(Getty)
The sky isn’t falling as we enter 2023 when it comes to real estate, but there aren’t a whole lot of rainbows up there, either.
A number of stories last week point to the year shaping up to be a rough one.
Compass, the No. 1 residential brokerage firm in the U.S. in terms of sales volume, announced it’s subletting its corporate headquarters — with its agent-facing offices to remain open — while also engaging in its third round of layoffs over the last year.
In New York, the residential and commercial markets had a rough fourth quarter. Tight inventory and high mortgage rates squeezed residential sales in Manhattan, leading median sales prices of condos and co-ops to drop 5.5 percent.
The Manhattan office market didn’t fare any better, with leasing in the borough plummeting 43 percent year over year in the fourth quarter, as tenants took just 4.9 million square feet in the final three months of 2022, the lowest quarterly total since the second quarter of 2021.
Things appear to be rough all over.
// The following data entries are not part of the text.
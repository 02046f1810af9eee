//! # RelayGate Core
//!
//! Gateway side of RelayGate tunnels.
//!
//! This crate provides:
//! - The [`Gateway`] composition root: session setup, listing, closing and
//!   relay failover
//! - Socket bridge workers forwarding between a local TCP socket and the
//!   session's relay queues
//! - The [`SessionRegistry`] shared with supervision
//! - Idle-session and stale-queue supervision
//!
//! ## Architecture
//!
//! ```text
//!  local client ──► consumer worker ──► RESP-… ──► provider worker ──► provider
//!  local client ◄── consumer worker ◄── REQ-…  ◄── provider worker ◄── provider
//!                          ▲                               ▲
//!                          └──── CLOSE / SWITCH on -CONTROL ┘
//! ```
//!
//! Each side runs one worker per session; supervision only signals workers
//! through their [`WorkerHandle`] and never touches their sockets.

#![warn(missing_docs)]
#![warn(clippy::all)]

pub mod config;
pub mod error;
pub mod gateway;
pub mod handle;
pub mod listener;
pub mod model;
pub mod registry;
pub mod session;
pub mod supervision;
mod worker;

pub use config::{
    GatewayConfig, MAX_BUFFER_SIZE, RelayClientConfig, SupervisionConfig, SwitchFailurePolicy,
    TunnelConfig,
};
pub use error::{GatewayError, Result};
pub use gateway::{ConnectRequest, ConnectSide, Gateway, SessionEndpoints, SessionHandle};
pub use handle::WorkerHandle;
pub use listener::PortAllocator;
pub use model::{
    ActiveSessionRecord, CloudDescriptor, ServiceDefinition, SessionSide, SystemDescriptor,
};
pub use registry::{GatewayStats, SessionRegistry, StatsSnapshot};
pub use session::{SessionState, StateCell};
pub use supervision::{SweepReport, Supervisor, sweep_idle_sessions, sweep_relays};

pub use relaygate_crypto::{Identity, PeerPublicKey};
pub use relaygate_relay::{RelayDescriptor, SessionId};
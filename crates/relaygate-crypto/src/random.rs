//! Secure random number generation.
//!
//! All randomness comes from the operating system CSPRNG.

use crate::CryptoError;

/// Fill a buffer with random bytes from the OS CSPRNG.
///
/// # Errors
///
/// Returns [`CryptoError::RandomFailed`] if the underlying OS CSPRNG fails.
pub fn fill_random(buf: &mut [u8]) -> Result<(), CryptoError> {
    getrandom::getrandom(buf).map_err(|_| CryptoError::RandomFailed)
}

/// Generate a random 16-byte array.
///
/// # Errors
///
/// Returns [`CryptoError::RandomFailed`] if the underlying OS CSPRNG fails.
pub fn random_16() -> Result<[u8; 16], CryptoError> {
    let mut buf = [0u8; 16];
    fill_random(&mut buf)?;
    Ok(buf)
}

/// Mint a random token as 32 lowercase hex characters.
///
/// # Errors
///
/// Returns [`CryptoError::RandomFailed`] if the underlying OS CSPRNG fails.
pub fn random_token() -> Result<String, CryptoError> {
    Ok(hex::encode(random_16()?))
}
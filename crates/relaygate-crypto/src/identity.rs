//! Gateway identities.
//!
//! A gateway holds two secrets: an X25519 key that peers seal messages to,
//! and an Ed25519 key that signs every message it sends. The matching
//! public halves travel together as a [`PeerPublicKey`], exchanged out of
//! band through orchestration as 128 hex characters.

use crate::signatures::{SigningKey, VerifyingKey};
use crate::x25519::{ExchangePublic, ExchangeSecret};
use crate::{CryptoError, PEER_PUBLIC_KEY_SIZE};
use rand_core::{CryptoRng, RngCore};
use std::fmt;
use std::path::Path;
use std::str::FromStr;

/// Size of a serialized identity (X25519 secret || Ed25519 seed).
pub const IDENTITY_FILE_SIZE: usize = 64;

/// Local gateway identity (private keys).
pub struct Identity {
    exchange: ExchangeSecret,
    signing: SigningKey,
}

impl Identity {
    /// Generate a fresh identity.
    pub fn generate<R: RngCore + CryptoRng>(rng: &mut R) -> Self {
        Self {
            exchange: ExchangeSecret::generate(rng),
            signing: SigningKey::generate(rng),
        }
    }

    /// Restore from the 64-byte serialized form.
    #[must_use]
    pub fn from_bytes(bytes: &[u8; IDENTITY_FILE_SIZE]) -> Self {
        let mut exchange = [0u8; 32];
        let mut seed = [0u8; 32];
        exchange.copy_from_slice(&bytes[..32]);
        seed.copy_from_slice(&bytes[32..]);
        let identity = Self {
            exchange: ExchangeSecret::from_bytes(exchange),
            signing: SigningKey::from_seed(&seed),
        };
        zeroize::Zeroize::zeroize(&mut exchange);
        zeroize::Zeroize::zeroize(&mut seed);
        identity
    }

    /// Serialize both secrets.
    ///
    /// # Security
    ///
    /// The returned bytes are the raw private keys.
    #[must_use]
    pub fn to_bytes(&self) -> [u8; IDENTITY_FILE_SIZE] {
        let mut out = [0u8; IDENTITY_FILE_SIZE];
        out[..32].copy_from_slice(&self.exchange.to_bytes());
        out[32..].copy_from_slice(&self.signing.seed());
        out
    }

    /// Load an identity file written by [`Identity::save`].
    ///
    /// # Errors
    ///
    /// Returns [`CryptoError::IdentityFile`] if the file cannot be read or
    /// has the wrong size.
    pub fn load<P: AsRef<Path>>(path: P) -> Result<Self, CryptoError> {
        let path = path.as_ref();
        let bytes = std::fs::read(path)
            .map_err(|e| CryptoError::IdentityFile(format!("{}: {e}", path.display())))?;
        let bytes: [u8; IDENTITY_FILE_SIZE] = bytes.as_slice().try_into().map_err(|_| {
            CryptoError::IdentityFile(format!(
                "{}: expected {IDENTITY_FILE_SIZE} bytes, found {}",
                path.display(),
                bytes.len()
            ))
        })?;
        Ok(Self::from_bytes(&bytes))
    }

    /// Write the identity to `path`, owner-readable only on Unix.
    ///
    /// # Errors
    ///
    /// Returns [`CryptoError::IdentityFile`] if the file cannot be written.
    pub fn save<P: AsRef<Path>>(&self, path: P) -> Result<(), CryptoError> {
        use std::io::Write;

        let path = path.as_ref();
        let io_err = |e: std::io::Error| CryptoError::IdentityFile(format!("{}: {e}", path.display()));

        if let Some(parent) = path.parent() {
            std::fs::create_dir_all(parent).map_err(io_err)?;
        }

        let mut options = std::fs::OpenOptions::new();
        options.write(true).create(true).truncate(true);
        #[cfg(unix)]
        {
            use std::os::unix::fs::OpenOptionsExt;
            options.mode(0o600);
        }

        let mut file = options.open(path).map_err(io_err)?;
        file.write_all(&self.to_bytes()).map_err(io_err)?;
        Ok(())
    }

    /// Public half of this identity.
    #[must_use]
    pub fn public_key(&self) -> PeerPublicKey {
        PeerPublicKey {
            exchange: self.exchange.public(),
            verifying: self.signing.verifying_key(),
        }
    }

    pub(crate) fn exchange_key(&self) -> &ExchangeSecret {
        &self.exchange
    }

    pub(crate) fn signing_key(&self) -> &SigningKey {
        &self.signing
    }
}

impl fmt::Debug for Identity {
    fn fmt(&self, f: &mut fmt::Formatter<'_>) -> fmt::Result {
        f.debug_struct("Identity")
            .field("public_key", &self.public_key().to_hex())
            .finish_non_exhaustive()
    }
}

/// Public keys of a remote gateway.
#[derive(Clone, Copy, Debug, PartialEq, Eq)]
pub struct PeerPublicKey {
    /// Key messages to this peer are sealed to
    pub exchange: ExchangePublic,
    /// Key this peer signs its messages with
    pub verifying: VerifyingKey,
}

impl PeerPublicKey {
    /// Serialize as `exchange || verifying`.
    #[must_use]
    pub fn to_bytes(&self) -> [u8; PEER_PUBLIC_KEY_SIZE] {
        let mut out = [0u8; PEER_PUBLIC_KEY_SIZE];
        out[..32].copy_from_slice(self.exchange.as_bytes());
        out[32..].copy_from_slice(&self.verifying.to_bytes());
        out
    }

    /// Parse the 64-byte form.
    ///
    /// # Errors
    ///
    /// Returns [`CryptoError::InvalidKeyLength`] on a wrong size, or
    /// [`CryptoError::InvalidPublicKey`] if the Ed25519 half is not a valid point.
    pub fn from_slice(bytes: &[u8]) -> Result<Self, CryptoError> {
        if bytes.len() != PEER_PUBLIC_KEY_SIZE {
            return Err(CryptoError::InvalidKeyLength {
                expected: PEER_PUBLIC_KEY_SIZE,
                actual: bytes.len(),
            });
        }
        let exchange = ExchangePublic::from_slice(&bytes[..32])?;
        let mut verifying = [0u8; 32];
        verifying.copy_from_slice(&bytes[32..]);
        Ok(Self {
            exchange,
            verifying: VerifyingKey::from_bytes(&verifying)?,
        })
    }

    /// Lowercase hex encoding (128 characters).
    #[must_use]
    pub fn to_hex(&self) -> String {
        hex::encode(self.to_bytes())
    }

    /// Short fingerprint for log lines.
    #[must_use]
    pub fn fingerprint(&self) -> String {
        hex::encode(&self.to_bytes()[..8])
    }
}

impl FromStr for PeerPublicKey {
    type Err = CryptoError;

    fn from_str(s: &str) -> Result<Self, Self::Err> {
        let bytes = hex::decode(s.trim()).map_err(|e| CryptoError::InvalidEncoding(e.to_string()))?;
        Self::from_slice(&bytes)
    }
}

impl fmt::Display for PeerPublicKey {
    fn fmt(&self, f: &mut fmt::Formatter<'_>) -> fmt::Result {
        f.write_str(&self.to_hex())
    }
}

#[cfg(test)]
mod tests {
    use super::*;
    use rand_core::OsRng;

    #[test]
    fn test_identity_bytes_roundtrip() {
        let identity = Identity::generate(&mut OsRng);
        let restored = Identity::from_bytes(&identity.to_bytes());

        assert_eq!(identity.public_key(), restored.public_key());
    }

    #[test]
    fn test_peer_key_hex_roundtrip() {
        let key = Identity::generate(&mut OsRng).public_key();
        let hex = key.to_hex();

        assert_eq!(hex.len(), 128);
        assert_eq!(hex.parse::<PeerPublicKey>().unwrap(), key);
    }

    #[test]
    fn test_peer_key_rejects_bad_text() {
        assert!(matches!(
            "zz".parse::<PeerPublicKey>(),
            Err(CryptoError::InvalidEncoding(_))
        ));
        assert!(matches!(
            "abcd".parse::<PeerPublicKey>(),
            Err(CryptoError::InvalidKeyLength { .. })
        ));
    }

    #[test]
    fn test_identity_file_roundtrip() {
        let dir = tempfile::tempdir().unwrap();
        let path = dir.path().join("keys/identity");

        let identity = Identity::generate(&mut OsRng);
        identity.save(&path).unwrap();
        let loaded = Identity::load(&path).unwrap();

        assert_eq!(identity.public_key(), loaded.public_key());
    }

    #[test]
    fn test_identity_file_wrong_size() {
        let dir = tempfile::tempdir().unwrap();
        let path = dir.path().join("identity");
        std::fs::write(&path, [1u8; 10]).unwrap();

        assert!(matches!(
            Identity::load(&path),
            Err(CryptoError::IdentityFile(_))
        ));
    }

    #[test]
    fn test_debug_does_not_leak_secrets() {
        let identity = Identity::generate(&mut OsRng);
        let rendered = format!("{identity:?}");
        let secret = hex::encode(identity.to_bytes());

        assert!(!rendered.contains(&secret[..64]));
        assert!(rendered.contains(&identity.public_key().to_hex()));
    }
}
Home prices across Southern California have slipped for the sixth straight month, the result of increasing monthly mortgage rates.
Los Angeles’ sagging market doesn’t expect to improve any time soon, with a new transfer tax set to go into effect in April that’s expected to have a widespread impact on the city’s luxury residential market, and its commercial sector as a whole.
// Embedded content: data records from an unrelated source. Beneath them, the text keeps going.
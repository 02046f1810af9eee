//! Gateway configuration

use crate::error::{GatewayError, Result};
use relaygate_relay::RemoteBrokerConfig;
use relaygate_relay::queues::MAX_DELIVERY_WINDOW;
use serde::{Deserialize, Serialize};
use std::borrow::Cow;
use std::net::{IpAddr, Ipv4Addr};
use std::time::Duration;

/// Largest socket read forwarded as one relay message
pub const MAX_BUFFER_SIZE: usize = 512 * 1024;

/// Gateway configuration
#[derive(Debug, Clone, Default)]
pub struct GatewayConfig {
    /// Socket bridging
    pub tunnel: TunnelConfig,

    /// Idle and stale-resource sweeps
    pub supervision: SupervisionConfig,

    /// Broker client
    pub relay: RelayClientConfig,
}

impl GatewayConfig {
    /// Check every section.
    ///
    /// # Errors
    ///
    /// Returns [`GatewayError::InvalidConfig`] naming the first bad value.
    pub fn validate(&self) -> Result<()> {
        self.tunnel.validate()?;
        self.supervision.validate()?;
        self.relay.validate()
    }
}

/// Socket bridging configuration
#[derive(Debug, Clone)]
pub struct TunnelConfig {
    /// Socket read buffer, and so the largest payload per relay message
    pub buffer_size: usize,

    /// Address consumer-side listeners bind to
    pub bind_host: IpAddr,

    /// Inclusive port range for consumer-side listeners; any free port if unset
    pub port_range: Option<(u16, u16)>,

    /// How long a consumer-side listener waits for its one connection
    pub accept_timeout: Duration,

    /// Timeout for reaching the real provider
    pub provider_connect_timeout: Duration,
}

impl Default for TunnelConfig {
    fn default() -> Self {
        Self {
            buffer_size: 16 * 1024,
            bind_host: IpAddr::V4(Ipv4Addr::LOCALHOST),
            port_range: None,
            accept_timeout: Duration::from_secs(60),
            provider_connect_timeout: Duration::from_secs(10),
        }
    }
}

impl TunnelConfig {
    fn validate(&self) -> Result<()> {
        if self.buffer_size == 0 || self.buffer_size > MAX_BUFFER_SIZE {
            return Err(GatewayError::InvalidConfig(Cow::Owned(format!(
                "buffer_size must be between 1 and {MAX_BUFFER_SIZE}, got {}",
                self.buffer_size
            ))));
        }
        if let Some((min, max)) = self.port_range {
            if min == 0 || min > max {
                return Err(GatewayError::InvalidConfig(Cow::Owned(format!(
                    "port range {min}-{max} is empty or starts at 0"
                ))));
            }
        }
        if self.accept_timeout.is_zero() {
            return Err(GatewayError::invalid_config("accept_timeout must be positive"));
        }
        if self.provider_connect_timeout.is_zero() {
            return Err(GatewayError::invalid_config(
                "provider_connect_timeout must be positive",
            ));
        }
        Ok(())
    }
}

/// What a worker does when an incoming SWITCH cannot be honored
#[derive(Debug, Clone, Copy, PartialEq, Eq, Default, Serialize, Deserialize)]
#[serde(rename_all = "lowercase")]
pub enum SwitchFailurePolicy {
    /// Tear the session down
    #[default]
    Close,
    /// Keep the session on its current relay
    Keep,
}

/// Supervision configuration
#[derive(Debug, Clone)]
pub struct SupervisionConfig {
    /// Period of both supervision tasks, and the grace given to fresh
    /// quadruples and bindings
    pub interval: Duration,

    /// Consumer-side sessions idle longer than this are interrupted.
    /// Provider-side sessions get one extra `interval`.
    pub consumer_idle_timeout: Duration,

    /// Reaction to a rejected SWITCH
    pub switch_failure_policy: SwitchFailurePolicy,
}

impl Default for SupervisionConfig {
    fn default() -> Self {
        Self {
            interval: Duration::from_secs(30),
            consumer_idle_timeout: Duration::from_secs(300), // 5 minutes
            switch_failure_policy: SwitchFailurePolicy::Close,
        }
    }
}

impl SupervisionConfig {
    /// Idle time after which provider-side sessions are closed
    #[must_use]
    pub fn provider_idle_timeout(&self) -> Duration {
        self.consumer_idle_timeout + self.interval
    }

    fn validate(&self) -> Result<()> {
        if self.interval.is_zero() {
            return Err(GatewayError::invalid_config("supervision interval must be positive"));
        }
        if self.consumer_idle_timeout.is_zero() {
            return Err(GatewayError::invalid_config(
                "consumer_idle_timeout must be positive",
            ));
        }
        Ok(())
    }
}

/// Broker client configuration
#[derive(Debug, Clone)]
pub struct RelayClientConfig {
    /// Timeout for opening a broker connection
    pub connect_timeout: Duration,

    /// Timeout for one broker request
    pub request_timeout: Duration,

    /// Keepalive period on idle broker connections
    pub keepalive_interval: Duration,

    /// Unsettled relay deliveries per subscription
    pub delivery_window: u32,
}

impl Default for RelayClientConfig {
    fn default() -> Self {
        let broker = RemoteBrokerConfig::default();
        Self {
            connect_timeout: broker.connect_timeout,
            request_timeout: broker.request_timeout,
            keepalive_interval: broker.keepalive_interval,
            delivery_window: broker.delivery_window,
        }
    }
}

impl RelayClientConfig {
    /// Broker client settings
    #[must_use]
    pub fn broker_config(&self) -> RemoteBrokerConfig {
        RemoteBrokerConfig {
            connect_timeout: self.connect_timeout,
            request_timeout: self.request_timeout,
            keepalive_interval: self.keepalive_interval,
            delivery_window: self.delivery_window,
        }
    }

    fn validate(&self) -> Result<()> {
        if self.connect_timeout.is_zero() || self.request_timeout.is_zero() {
            return Err(GatewayError::invalid_config("relay timeouts must be positive"));
        }
        if self.keepalive_interval.is_zero() {
            return Err(GatewayError::invalid_config(
                "relay keepalive_interval must be positive",
            ));
        }
        if self.delivery_window == 0 || self.delivery_window > MAX_DELIVERY_WINDOW {
            return Err(GatewayError::InvalidConfig(Cow::Owned(format!(
                "relay delivery_window must be between 1 and {MAX_DELIVERY_WINDOW}, got {}",
                self.delivery_window
            ))));
        }
        Ok(())
    }
}

#[cfg(test)]
mod tests {
    use super::*;

    #[test]
    fn test_defaults_valid() {
        let config = GatewayConfig::default();
        config.validate().unwrap();
        assert_eq!(
            config.supervision.provider_idle_timeout(),
            Duration::from_secs(330)
        );
        assert_eq!(
            config.supervision.switch_failure_policy,
            SwitchFailurePolicy::Close
        );
    }

    #[test]
    fn test_rejects_bad_values() {
        let mut config = GatewayConfig::default();
        config.tunnel.buffer_size = 0;
        assert!(matches!(config.validate(), Err(GatewayError::InvalidConfig(_))));

        let mut config = GatewayConfig::default();
        config.tunnel.port_range = Some((9000, 8000));
        assert!(config.validate().is_err());

        let mut config = GatewayConfig::default();
        config.tunnel.port_range = Some((0, 10));
        assert!(config.validate().is_err());

        let mut config = GatewayConfig::default();
        config.supervision.interval = Duration::ZERO;
        assert!(config.validate().is_err());

        let mut config = GatewayConfig::default();
        config.relay.request_timeout = Duration::ZERO;
        assert!(config.validate().is_err());
    }

    #[test]
    fn test_single_port_range_valid() {
        let mut config = GatewayConfig::default();
        config.tunnel.port_range = Some((40000, 40000));
        config.validate().unwrap();
    }

    #[test]
    fn test_broker_config_carries_timeouts() {
        let relay = RelayClientConfig {
            connect_timeout: Duration::from_secs(3),
            request_timeout: Duration::from_secs(4),
            keepalive_interval: Duration::from_secs(5),
            delivery_window: 32,
        };
        let broker = relay.broker_config();
        assert_eq!(broker.connect_timeout, Duration::from_secs(3));
        assert_eq!(broker.request_timeout, Duration::from_secs(4));
        assert_eq!(broker.keepalive_interval, Duration::from_secs(5));
        assert_eq!(broker.delivery_window, 32);
    }

    #[test]
    fn test_delivery_window_bounds() {
        let mut config = GatewayConfig::default();
        config.relay.delivery_window = 0;
        assert!(config.validate().is_err());
        config.relay.delivery_window = MAX_DELIVERY_WINDOW + 1;
        assert!(config.validate().is_err());
        config.relay.delivery_window = MAX_DELIVERY_WINDOW;
        config.validate().unwrap();
    }
}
The market shift has been felt in formerly white-hot areas like Miami, where inventory is ticking upward and brokers are advising clients that the pandemic boom times are over.
In the Midwest, sales of Chicago-area homes priced $1 million or more dropped by more than 35 percent in the last quarter of 2022 compared to the same period the year prior.
Overall, pending U.S. home sales during the four weeks ending Jan. 1 dropped 32 percent from the year prior, the lowest level since at least 2015, Redfin reported. Austin, Texas, joined Las Vegas and Phoenix as the municipalities seeing the biggest declines of more than 50 percent.
Not that everything is doom and gloom. Thad Wong, of @properties, Chicago’s largest independent residential brokerage, said in “The Closing” interview for The Real Deal’s January issue, that his firm is expanding.
And one person’s down market is another person’s treasure. Firms like Maverick Real Estate, which was also profiled in this month’s issue, that deal in distressed debt — particularly one as aggressive as Maverick — can thrive in this environment.
Of course, no one has a crystal ball as to what the rest of the year will look like, and there’s still plenty of time for a turnaround, especially with a traditionally strong spring market on the horizon.